OSS/BSS tools, CDR mediation and rating, CPNI-aware customer portals, and number management — built by a US-based, founder-led team that treats Section 222, FCC rules, and billing accuracy as requirements, not afterthoughts.

Telecom is a regulated, high-volume environment. Build like it.

Subscriber call records, location data, and the routing logic that moves traffic are among the most sensitive and most regulated assets in tech. CPNI under Section 222, FCC rules from STIR/SHAKEN to truth-in-billing, CALEA lawful-intercept obligations, E911 and the NG911 transition — a contractor who has never read the CPNI rules will ship a portal that leaks call detail and a billing system that loses CDRs.

We build with those constraints from the first architecture diagram. CPNI is gated behind authentication and role-based access, with every disclosure logged. CDR pipelines are idempotent so a record is never double-counted into a billing dispute. PII and call detail are encrypted at rest with envelope keys and in transit with TLS 1.3, and the audit log is immutable by design so your CPNI certification and any FCC inquiry have something real to look at.

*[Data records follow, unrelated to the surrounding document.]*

use std::path::PathBuf;
use std::process::ExitCode;
use std::sync::atomic::{AtomicBool, Ordering};
use std::sync::Arc;
use std::thread;
use std::time::Instant;

use clap::Parser;
use openxc_ble::{
    radio_channel, BleVehicleInterface, FileDeviceStore, InterfaceDriver, RadioEventSender,
};
use signal_hook::consts::{SIGINT, SIGTERM};
use signal_hook::flag;
use tracing::{error, info, warn};

mod config;

use crate::config::ProbeConfig;

#[cfg(feature = "btleplug")]
use openxc_ble::btleplug_backend::{BtleplugRadio, BtleplugRadioConfig};
#[cfg(not(feature = "btleplug"))]
use openxc_ble::{DiscoveredDevice, MockRadio, PeerAddress, RadioEvent};

#[cfg(feature = "btleplug")]
type Radio = BtleplugRadio;
#[cfg(not(feature = "btleplug"))]
type Radio = MockRadio;

/// Connects to an OpenXC vehicle interface over BLE, sends commands, and
/// prints whatever the interface streams back.
#[derive(Parser)]
#[command(author, version, about, long_about = None)]
struct Cli {
    /// Path to configuration file
    #[arg(long, short)]
    config: Option<PathBuf>,
    /// Vehicle interface address, e.g. 00:11:22:33:44:55
    #[arg(long, short)]
    address: Option<String>,
    /// Where remembered devices are stored
    #[arg(long)]
    store: Option<PathBuf>,
}

#[cfg(feature = "btleplug")]
fn build_radio(events: RadioEventSender) -> Option<Radio> {
    match BtleplugRadio::spawn(events, BtleplugRadioConfig::default()) {
        Ok(radio) => Some(radio),
        Err(err) => {
            error!("bluetooth unavailable: {err}");
            None
        }
    }
}

#[cfg(not(feature = "btleplug"))]
const SIMULATED_ADDRESS: PeerAddress = PeerAddress::from_octets([0x00, 0x0E, 0x5C, 0x00, 0x00, 0x01]);

#[cfg(not(feature = "btleplug"))]
fn build_radio(events: RadioEventSender) -> Option<Radio> {
    warn!("built without btleplug; talking to a simulated vehicle interface");
    let radio = MockRadio::new(events);
    radio.set_bonded(vec![
        DiscoveredDevice::new(SIMULATED_ADDRESS, "OpenXC-VI-SIM").bonded(true),
    ]);
    Some(radio)
}

#[cfg(not(feature = "btleplug"))]
fn simulate_reply(iface: &BleVehicleInterface<Radio>) {
    iface.radio().emit(RadioEvent::CharacteristicChanged(
        br#"{"command_response":"version","message":"simulated"}"#.to_vec(),
    ));
}

#[cfg(feature = "btleplug")]
fn simulate_reply(_iface: &BleVehicleInterface<Radio>) {}

fn main() -> ExitCode {
    let filter = std::env::var("OPENXC_LOG").unwrap_or_else(|_| "info".to_string());
    tracing_subscriber::fmt().with_env_filter(filter).init();

    let cli = Cli::parse();
    let mut cfg = match ProbeConfig::new(cli.config.clone()) {
        Ok(cfg) => cfg,
        Err(err) => {
            error!("invalid configuration: {err}");
            return ExitCode::FAILURE;
        }
    };
    if let Some(address) = cli.address {
        cfg.address = Some(address);
    }
    if let Some(store) = cli.store {
        cfg.store_path = store;
    }

    let shutdown = Arc::new(AtomicBool::new(false));
    for signal in [SIGINT, SIGTERM] {
        if let Err(err) = flag::register(signal, shutdown.clone()) {
            warn!("unable to register signal handler: {err}");
        }
    }

    let (events_tx, events_rx) = radio_channel();
    let Some(radio) = build_radio(events_tx) else {
        return ExitCode::FAILURE;
    };
    let iface = match BleVehicleInterface::new(
        radio,
        events_rx,
        FileDeviceStore::new(&cfg.store_path),
        cfg.address.as_deref(),
        cfg.interface_config(),
    ) {
        Ok(iface) => Arc::new(iface),
        Err(err) => {
            error!("unable to create vehicle interface: {err}");
            return ExitCode::FAILURE;
        }
    };

    iface.start();
    let mut driver = InterfaceDriver::spawn_with_tick(iface.clone(), cfg.tick_interval);
    info!("probing with {}", iface);

    let deadline = cfg.run_for.map(|d| Instant::now() + d);
    let mut sent = false;
    while !shutdown.load(Ordering::SeqCst) {
        if deadline.is_some_and(|d| Instant::now() >= d) {
            break;
        }
        if iface.is_ready() && !sent {
            for command in &cfg.commands {
                if !iface.write(command.as_bytes()) {
                    warn!("unable to queue command {command}");
                }
            }
            simulate_reply(&iface);
            sent = true;
        } else if !iface.is_connected() {
            sent = false;
        }

        let bytes = iface.read(cfg.read_chunk);
        if !bytes.is_empty() {
            println!("{}", String::from_utf8_lossy(&bytes));
        }
        thread::sleep(cfg.tick_interval);
    }

    iface.stop();
    driver.shutdown();
    info!("final link health: {:?}", iface.health_snapshot());
    ExitCode::SUCCESS
}
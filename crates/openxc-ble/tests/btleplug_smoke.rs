#[cfg(feature = "btleplug")]
#[test]
fn btleplug_radio_smoke() {
    if std::env::var("OPENXC_BLE_E2E").ok().as_deref() != Some("1") {
        eprintln!("set OPENXC_BLE_E2E=1 to run btleplug smoke test");
        return;
    }

    let (tx, _rx) = openxc_ble::radio_channel();
    let radio = openxc_ble::btleplug_backend::BtleplugRadio::spawn(
        tx,
        openxc_ble::btleplug_backend::BtleplugRadioConfig::default(),
    );

    assert!(
        radio.is_ok(),
        "btleplug radio should initialize when BLE is available"
    );
}

#[cfg(not(feature = "btleplug"))]
#[test]
fn btleplug_radio_smoke() {
    eprintln!("enable feature openxc-ble/btleplug to run this test");
}
//! Bluetooth LE transport for OpenXC vehicle interfaces.
//!
//! The vehicle interface exposes one GATT service with a write characteristic
//! and a notify characteristic. This crate turns that pair into a byte stream:
//! outbound bytes are queued and written in small fragments one at a time,
//! inbound notifications are concatenated for the consumer to read. The
//! platform radio is abstracted behind [`RadioAdapter`]; enable the
//! `btleplug` feature for the desktop hardware backend.

use thiserror::Error;

pub mod address;
#[cfg(feature = "btleplug")]
pub mod btleplug_backend;
pub mod candidates;
pub mod config;
pub mod driver;
pub mod framer;
pub mod interface;
pub mod persistence;
pub mod protocol;
pub mod radio;
pub mod reassembly;
pub mod reconnect;
pub mod state;

pub use address::{CandidateDevice, CandidateSource, DiscoveredDevice, LinkType, PeerAddress};
pub use candidates::CandidateSelector;
pub use config::BleInterfaceConfig;
pub use driver::InterfaceDriver;
pub use interface::BleVehicleInterface;
pub use persistence::{
    DeviceStore, FileDeviceStore, MemoryDeviceStore, PersistedDeviceSet, PersistenceError,
};
pub use radio::{
    radio_channel, LinkState, MockRadio, MockRadioBehaviour, RadioAdapter, RadioCall, RadioEvent,
    RadioEventReceiver, RadioEventSender,
};
pub use reconnect::ReconnectMode;
pub use state::{ConnectionState, StateTransitionError};

#[derive(Debug, Error)]
pub enum BleError {
    #[error("\"{0}\" is not a valid Bluetooth address")]
    InvalidAddress(String),
    #[error("no Bluetooth LE adapter available")]
    AdapterUnavailable,
    #[error("not connected to a vehicle interface")]
    NotConnected,
    #[error("outbound queue full ({requested} bytes requested, capacity {capacity})")]
    BufferOverflow { capacity: usize, requested: usize },
    #[error("unable to connect to {0}")]
    ConnectFailed(PeerAddress),
    #[error("fragment write failed; queued bytes discarded")]
    WriteFailed,
    #[error(transparent)]
    Persistence(#[from] PersistenceError),
}
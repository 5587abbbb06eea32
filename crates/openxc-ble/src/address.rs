use std::fmt;
use std::hash::{Hash, Hasher};
use std::str::FromStr;

use serde::{Deserialize, Serialize};
use uuid::Uuid;

use crate::protocol::OPENXC_SERVICE_UUID;
use crate::BleError;

/// Validated 48-bit link-layer address, rendered as `AA:BB:CC:DD:EE:FF`.
#[derive(Debug, Clone, Copy, PartialEq, Eq, PartialOrd, Ord, Hash, Serialize, Deserialize)]
#[serde(try_from = "String", into = "String")]
pub struct PeerAddress([u8; 6]);

impl PeerAddress {
    pub const fn from_octets(octets: [u8; 6]) -> Self {
        Self(octets)
    }

    pub fn octets(&self) -> [u8; 6] {
        self.0
    }

    /// Parses `XX:XX:XX:XX:XX:XX` (hex digits in either case).
    pub fn parse(s: &str) -> Result<Self, BleError> {
        let invalid = || BleError::InvalidAddress(s.to_string());
        if s.len() != 17 {
            return Err(invalid());
        }
        let mut octets = [0u8; 6];
        let mut parts = s.split(':');
        for octet in octets.iter_mut() {
            let part = parts.next().ok_or_else(invalid)?;
            if part.len() != 2 {
                return Err(invalid());
            }
            hex::decode_to_slice(part, std::slice::from_mut(octet)).map_err(|_| invalid())?;
        }
        if parts.next().is_some() {
            return Err(invalid());
        }
        Ok(Self(octets))
    }
}

impl fmt::Display for PeerAddress {
    fn fmt(&self, f: &mut fmt::Formatter<'_>) -> fmt::Result {
        let o = self.0;
        write!(
            f,
            "{:02X}:{:02X}:{:02X}:{:02X}:{:02X}:{:02X}",
            o[0], o[1], o[2], o[3], o[4], o[5]
        )
    }
}

impl FromStr for PeerAddress {
    type Err = BleError;

    fn from_str(s: &str) -> Result<Self, Self::Err> {
        Self::parse(s)
    }
}

impl TryFrom<String> for PeerAddress {
    type Error = BleError;

    fn try_from(value: String) -> Result<Self, Self::Error> {
        Self::parse(&value)
    }
}

impl From<PeerAddress> for String {
    fn from(addr: PeerAddress) -> Self {
        addr.to_string()
    }
}

/// Radio link technology reported for a remote device.
#[derive(Debug, Clone, Copy, PartialEq, Eq, Default)]
pub enum LinkType {
    Classic,
    Le,
    Dual,
    #[default]
    Unknown,
}

/// A device as reported by the radio: either bonded or seen during a scan.
#[derive(Debug, Clone, PartialEq, Eq)]
pub struct DiscoveredDevice {
    pub address: PeerAddress,
    pub name: Option<String>,
    pub bonded: bool,
    pub link_type: LinkType,
    /// Service UUIDs carried in the advertisement, if any.
    pub services: Vec<Uuid>,
}

impl DiscoveredDevice {
    pub fn new(address: PeerAddress, name: impl Into<String>) -> Self {
        Self {
            address,
            name: Some(name.into()),
            bonded: false,
            link_type: LinkType::Le,
            services: Vec::new(),
        }
    }

    pub fn bonded(mut self, bonded: bool) -> Self {
        self.bonded = bonded;
        self
    }

    pub fn with_link_type(mut self, link_type: LinkType) -> Self {
        self.link_type = link_type;
        self
    }

    pub fn with_service(mut self, service: Uuid) -> Self {
        self.services.push(service);
        self
    }

    pub fn name_has_prefix(&self, prefix: &str) -> bool {
        self.name
            .as_deref()
            .map(|name| name.starts_with(prefix))
            .unwrap_or(false)
    }

    /// Whether this device looks like an OpenXC vehicle interface.
    pub fn is_vehicle_interface(&self, prefix: &str) -> bool {
        self.name_has_prefix(prefix) || self.services.contains(&OPENXC_SERVICE_UUID)
    }

    /// Human-readable `name (address)` summary.
    pub fn summary(&self) -> String {
        format!(
            "{} ({})",
            self.name.as_deref().unwrap_or("unknown"),
            self.address
        )
    }
}

/// Where a candidate device came from.
#[derive(Debug, Clone, Copy, PartialEq, Eq)]
pub enum CandidateSource {
    Scan,
    Paired,
    Persisted,
}

/// A peer eligible for a connection attempt. Equality is by address only.
#[derive(Debug, Clone)]
pub struct CandidateDevice {
    pub address: PeerAddress,
    pub display_name: String,
    pub is_bonded: bool,
    pub source: CandidateSource,
}

impl CandidateDevice {
    pub fn persisted(address: PeerAddress) -> Self {
        Self {
            address,
            display_name: address.to_string(),
            is_bonded: false,
            source: CandidateSource::Persisted,
        }
    }

    pub fn from_discovered(device: &DiscoveredDevice, source: CandidateSource) -> Self {
        Self {
            address: device.address,
            display_name: device
                .name
                .clone()
                .unwrap_or_else(|| device.address.to_string()),
            is_bonded: device.bonded,
            source,
        }
    }
}

impl PartialEq for CandidateDevice {
    fn eq(&self, other: &Self) -> bool {
        self.address == other.address
    }
}

impl Eq for CandidateDevice {}

impl Hash for CandidateDevice {
    fn hash<H: Hasher>(&self, state: &mut H) {
        self.address.hash(state);
    }
}

impl fmt::Display for CandidateDevice {
    fn fmt(&self, f: &mut fmt::Formatter<'_>) -> fmt::Result {
        write!(f, "{} ({})", self.display_name, self.address)
    }
}
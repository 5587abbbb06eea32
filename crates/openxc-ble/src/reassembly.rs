use bytes::BytesMut;

/// Byte-stream reassembly of notification fragments. No framing happens here;
/// message boundaries belong to the consumer.
#[derive(Debug, Default)]
pub struct InboundReassembler {
    buffer: BytesMut,
    received_total: u64,
}

impl InboundReassembler {
    pub fn new() -> Self {
        Self::default()
    }

    /// Appends a fragment in arrival order.
    pub fn on_fragment_received(&mut self, fragment: &[u8]) {
        self.buffer.extend_from_slice(fragment);
        self.received_total += fragment.len() as u64;
    }

    /// Takes up to `max_len` buffered bytes; empty when nothing is buffered.
    pub fn read(&mut self, max_len: usize) -> Vec<u8> {
        let len = self.buffer.len().min(max_len);
        self.buffer.split_to(len).to_vec()
    }

    pub fn has_available_data(&self) -> bool {
        !self.buffer.is_empty()
    }

    pub fn available(&self) -> usize {
        self.buffer.len()
    }

    /// Bytes received since construction, consumed or not.
    pub fn received_total(&self) -> u64 {
        self.received_total
    }

    pub fn clear(&mut self) -> usize {
        let dropped = self.buffer.len();
        self.buffer.clear();
        dropped
    }
}

#[cfg(test)]
mod tests {
    use super::*;
    use rand::{Rng, SeedableRng};

    #[test]
    fn fragments_concatenate_in_arrival_order() {
        let mut inbound = InboundReassembler::new();
        inbound.on_fragment_received(&[1, 2, 3]);
        inbound.on_fragment_received(&[4, 5]);
        assert!(inbound.has_available_data());
        assert_eq!(inbound.read(10), vec![1, 2, 3, 4, 5]);
        assert!(!inbound.has_available_data());
        assert!(inbound.read(10).is_empty());
    }

    #[test]
    fn partial_reads_leave_the_rest_buffered() {
        let mut inbound = InboundReassembler::new();
        inbound.on_fragment_received(b"{\"name\":");
        assert_eq!(inbound.read(3), b"{\"n".to_vec());
        assert_eq!(inbound.read(4), b"ame\"".to_vec());
        assert_eq!(inbound.available(), 1);
        assert_eq!(inbound.read(0), Vec::<u8>::new());
        assert_eq!(inbound.received_total(), 8);
    }

    #[test]
    fn random_partitions_reconstruct_the_stream() {
        let mut rng = rand::rngs::StdRng::seed_from_u64(0x0de5_1b1e);
        for _ in 0..50 {
            let mut inbound = InboundReassembler::new();
            let mut expected = Vec::new();
            let mut actual = Vec::new();
            for _ in 0..rng.gen_range(1..40) {
                let len = rng.gen_range(0..=20);
                let fragment: Vec<u8> = (0..len).map(|_| rng.gen()).collect();
                expected.extend_from_slice(&fragment);
                inbound.on_fragment_received(&fragment);
                if rng.gen_bool(0.3) {
                    actual.extend(inbound.read(rng.gen_range(0..32)));
                }
            }
            while inbound.has_available_data() {
                actual.extend(inbound.read(rng.gen_range(1..32)));
            }
            assert_eq!(actual, expected);
        }
    }
}
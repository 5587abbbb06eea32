use std::collections::VecDeque;

use crate::BleError;

/// What a write completion did to the outbound queue.
#[derive(Debug, Clone, Copy, PartialEq, Eq)]
pub enum WriteOutcome {
    /// Fragment acknowledged; `remaining` bytes are still queued.
    Acknowledged { remaining: usize },
    /// Fragment failed; `discarded` queued bytes were dropped.
    Failed { discarded: usize },
    /// Completion arrived with no write outstanding.
    Unexpected,
}

/// Bounded FIFO of outbound bytes cut into link-sized fragments, with at most
/// one fragment in flight at a time.
#[derive(Debug)]
pub struct OutboundFramer {
    queue: VecDeque<u8>,
    capacity: usize,
    max_fragment_len: usize,
    pending_writes: usize,
}

impl OutboundFramer {
    pub fn new(capacity: usize, max_fragment_len: usize) -> Self {
        Self {
            queue: VecDeque::with_capacity(capacity),
            capacity,
            max_fragment_len: max_fragment_len.max(1),
            pending_writes: 0,
        }
    }

    pub fn capacity(&self) -> usize {
        self.capacity
    }

    pub fn queued_len(&self) -> usize {
        self.queue.len()
    }

    pub fn pending_writes(&self) -> usize {
        self.pending_writes
    }

    /// Appends all of `bytes` or nothing.
    pub fn enqueue(&mut self, bytes: &[u8]) -> Result<(), BleError> {
        if self.queue.len() + bytes.len() > self.capacity {
            return Err(BleError::BufferOverflow {
                capacity: self.capacity,
                requested: bytes.len(),
            });
        }
        self.queue.extend(bytes);
        Ok(())
    }

    /// Pops the next fragment if nothing is in flight, marking it outstanding.
    pub fn next_fragment(&mut self) -> Option<Vec<u8>> {
        if self.pending_writes > 0 || self.queue.is_empty() {
            return None;
        }
        let len = self.queue.len().min(self.max_fragment_len);
        let fragment: Vec<u8> = self.queue.drain(..len).collect();
        self.pending_writes += 1;
        Some(fragment)
    }

    pub fn on_write_complete(&mut self, success: bool) -> WriteOutcome {
        if self.pending_writes == 0 {
            return WriteOutcome::Unexpected;
        }
        self.pending_writes -= 1;
        if success {
            WriteOutcome::Acknowledged {
                remaining: self.queue.len(),
            }
        } else {
            WriteOutcome::Failed {
                discarded: self.discard_queued(),
            }
        }
    }

    /// Drops every queued byte and forgets the write in flight.
    pub fn reset(&mut self) -> usize {
        self.pending_writes = 0;
        self.discard_queued()
    }

    fn discard_queued(&mut self) -> usize {
        let discarded = self.queue.len();
        self.queue.clear();
        discarded
    }
}
/// Poll device status on a fixed period.
async fn refresh_task(controller: Controller, period: Duration, cancel: CancellationToken) {
    let mut interval = tokio::time::interval(period);
    interval.set_missed_tick_behavior(MissedTickBehavior::Delay);
    interval.tick().await; // consume the immediate first tick

    loop {
        tokio::select! {
            biased;
            () = cancel.cancelled() => break,
            _ = interval.tick() => {}
        }

        let result = tokio::select! {
            biased;
            () = cancel.cancelled() => break,
            r = controller.inner.http.poll() => r,
        };

        match result {
            Ok(_) => {}
            Err(CoreError::Unauthorized) => {
                controller.invalidate_session().await;
                break;
            }
            Err(e) => debug!(error = %e, "periodic refresh failed"),
        }
    }
}
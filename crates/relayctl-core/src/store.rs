// ── Device state store ──
//
// Single owner of the device state record. Writers go through
// `watch::Sender::send_modify`, which serialises them; readers hold
// `watch::Receiver`s. Feedback reconciliation runs inside the same
// modification so the mismatch latch never observes a torn state.

use chrono::{DateTime, TimeZone, Utc};
use serde::Serialize;
use tokio::sync::watch;
use tracing::{debug, warn};

use relayctl_api::models::{DeviceStatus, ErrorPayload, StatusFrame};

use crate::error_log::{ErrorCode, ErrorLog, ErrorLogEntry};
use crate::model::{DiagnosticReport, RelayId, RelayState};

// ── StateUpdate ──────────────────────────────────────────────────────

/// Inbound change published by a transport.
#[derive(Debug, Clone, PartialEq)]
pub enum StateUpdate {
    /// Full status from an HTTP poll; authoritative for both relays.
    Snapshot(DeviceStatus),
    /// WebSocket frame; only present fields apply.
    Frame(StatusFrame),
    /// MQTT feedback; the device echoes its actual output.
    Feedback { relay: RelayId, on: bool },
    /// Device-reported IP address.
    DeviceInfo { ip: String },
    /// Fault published by the device.
    DeviceError(ErrorPayload),
}

// ── DeviceState ──────────────────────────────────────────────────────

#[derive(Debug, Clone, PartialEq, Eq, Serialize)]
pub struct DeviceState {
    pub relay1: RelayState,
    pub relay2: RelayState,
    /// Device-reported fault flag.
    pub error: bool,
    pub rssi: i32,
    pub wifi_ssid: Option<String>,
    pub device_ip: Option<String>,
    pub last_update: Option<DateTime<Utc>>,
    pub error_log: ErrorLog,
    /// Per-relay "mismatch already logged" latch.
    #[serde(skip)]
    mismatch_logged: [bool; 2],
}

impl DeviceState {
    pub fn new(log_capacity: usize) -> Self {
        Self {
            relay1: RelayState::default(),
            relay2: RelayState::default(),
            error: false,
            rssi: 0,
            wifi_ssid: None,
            device_ip: None,
            last_update: None,
            error_log: ErrorLog::new(log_capacity),
            mismatch_logged: [false; 2],
        }
    }

    pub fn relay(&self, relay: RelayId) -> RelayState {
        match relay {
            RelayId::One => self.relay1,
            RelayId::Two => self.relay2,
        }
    }

    fn relay_mut(&mut self, relay: RelayId) -> &mut RelayState {
        match relay {
            RelayId::One => &mut self.relay1,
            RelayId::Two => &mut self.relay2,
        }
    }

    fn latch(&mut self, relay: RelayId) -> &mut bool {
        match relay {
            RelayId::One => &mut self.mismatch_logged[0],
            RelayId::Two => &mut self.mismatch_logged[1],
        }
    }

    /// Apply one update; returns error-log entries it produced.
    fn apply(&mut self, update: &StateUpdate) -> Vec<ErrorLogEntry> {
        let mut produced = Vec::new();
        match update {
            StateUpdate::Snapshot(status) => {
                self.relay1 = RelayState {
                    commanded: status.relay1,
                    feedback: status.feedback1,
                };
                self.relay2 = RelayState {
                    commanded: status.relay2,
                    feedback: status.feedback2,
                };
                self.error = status.error;
                self.rssi = status.rssi;
                if status.wifi_ssid.is_some() {
                    self.wifi_ssid.clone_from(&status.wifi_ssid);
                }
                if status.ip.is_some() {
                    self.device_ip.clone_from(&status.ip);
                }
            }
            StateUpdate::Frame(frame) => {
                self.apply_frame_relay(RelayId::One, frame.relay1, frame.feedback1);
                self.apply_frame_relay(RelayId::Two, frame.relay2, frame.feedback2);
                if let Some(error) = frame.error {
                    self.error = error;
                }
            }
            StateUpdate::Feedback { relay, on } => {
                *self.relay_mut(*relay) = RelayState {
                    commanded: *on,
                    feedback: *on,
                };
            }
            StateUpdate::DeviceInfo { ip } => {
                self.device_ip = Some(ip.clone());
            }
            StateUpdate::DeviceError(payload) => {
                self.error = true;
                let timestamp = payload
                    .timestamp
                    .and_then(|ms| Utc.timestamp_millis_opt(ms).single())
                    .unwrap_or_else(Utc::now);
                let message = if payload.message.is_empty() {
                    format!("Device reported error {}", payload.error_code)
                } else {
                    payload.message.clone()
                };
                warn!(code = payload.error_code, message = %message, "Device error");
                produced.push(self.error_log.push_at(
                    ErrorCode::Device(payload.error_code),
                    message,
                    timestamp,
                ));
            }
        }
        self.last_update = Some(Utc::now());
        produced.extend(self.reconcile());
        produced
    }

    /// WebSocket semantics: `relayN` without `feedbackN` implies feedback
    /// equal to the output; a lone `feedbackN` updates feedback only.
    fn apply_frame_relay(&mut self, relay: RelayId, output: Option<bool>, feedback: Option<bool>) {
        let state = self.relay_mut(relay);
        match (output, feedback) {
            (Some(out), fb) => {
                state.commanded = out;
                state.feedback = fb.unwrap_or(out);
            }
            (None, Some(fb)) => state.feedback = fb,
            (None, None) => {}
        }
    }

    /// Log one entry per relay on the transition into mismatch; re-arm
    /// once the relay matches again.
    fn reconcile(&mut self) -> Vec<ErrorLogEntry> {
        let mut produced = Vec::new();
        for relay in RelayId::ALL {
            let state = self.relay(relay);
            let mismatch = state.is_mismatch();
            let latched = *self.latch(relay);
            if mismatch && !latched {
                *self.latch(relay) = true;
                debug!(relay = relay.index(), "Feedback mismatch detected");
                produced.push(
                    self.error_log
                        .push(ErrorCode::FeedbackMismatch(relay), mismatch_message(relay, state)),
                );
            } else if !mismatch && latched {
                *self.latch(relay) = false;
            }
        }
        produced
    }
}

impl Default for DeviceState {
    fn default() -> Self {
        Self::new(crate::error_log::DEFAULT_CAPACITY)
    }
}

fn on_off(v: bool) -> &'static str {
    if v { "ON" } else { "OFF" }
}

fn mismatch_message(relay: RelayId, state: RelayState) -> String {
    format!(
        "Relay {relay} feedback mismatch: commanded {}, feedback {}",
        on_off(state.commanded),
        on_off(state.feedback)
    )
}

// ── StateStore ───────────────────────────────────────────────────────

/// Owner of the [`DeviceState`] watch channel.
pub struct StateStore {
    tx: watch::Sender<DeviceState>,
}

impl StateStore {
    pub fn new(log_capacity: usize) -> Self {
        let (tx, _) = watch::channel(DeviceState::new(log_capacity));
        Self { tx }
    }

    pub fn subscribe(&self) -> watch::Receiver<DeviceState> {
        self.tx.subscribe()
    }

    pub fn snapshot(&self) -> DeviceState {
        self.tx.borrow().clone()
    }

    /// Fold an inbound update into the state.
    pub fn apply(&self, update: &StateUpdate) -> Vec<ErrorLogEntry> {
        let mut produced = Vec::new();
        self.tx.send_modify(|state| produced = state.apply(update));
        produced
    }

    /// Record a successfully dispatched command.
    pub fn set_commanded(&self, relay: RelayId, on: bool) -> Vec<ErrorLogEntry> {
        let mut produced = Vec::new();
        self.tx.send_modify(|state| {
            state.relay_mut(relay).commanded = on;
            produced = state.reconcile();
        });
        produced
    }

    /// Log every mismatching relay in `report`, regardless of the latch.
    pub fn record_diagnostic(&self, report: &DiagnosticReport) -> Vec<ErrorLogEntry> {
        let mut produced = Vec::new();
        self.tx.send_modify(|state| {
            for relay in report.mismatches() {
                let diag = report.relay(relay);
                let message = format!(
                    "Diagnostic: relay {relay} output {} but feedback {}",
                    on_off(diag.output),
                    on_off(diag.feedback)
                );
                produced.push(
                    state
                        .error_log
                        .push(ErrorCode::FeedbackMismatch(relay), message),
                );
            }
        });
        produced
    }

    /// Forget everything learned from the previous device.
    pub fn reset(&self) {
        self.tx.send_modify(|state| {
            let capacity = state.error_log.capacity();
            *state = DeviceState::new(capacity);
        });
    }
}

Why telecom is a special case

Most industries deal with one or two overlapping frameworks. Telecom sits at the intersection of several at once. A single customer portal that shows usage, lets a subscriber change a plan, and exposes call history can simultaneously touch CPNI disclosure rules, truth-in-billing expectations, accessibility obligations under Section 255, and data-breach notification duties. Move into voice and STIR/SHAKEN attestation, CALEA, and E911 record accuracy join the stack.

Scale compounds everything. CDRs, usage events, and network telemetry arrive continuously and in volume; a rating error or a dropped batch becomes a revenue-leakage problem or a billing dispute inside a single cycle. And the integration surface is brittle: switches and SBCs emitting ASN.1 or fixed-width dumps, OSS/BSS platforms, provisioning and activation systems, number-porting through the NPAC ecosystem, and carrier interconnects — each with its own dialect, its own batch windows, and its own failure mode at 2 a.m. We have built mediation pipelines and audit-grade billing layers and know where the time actually goes.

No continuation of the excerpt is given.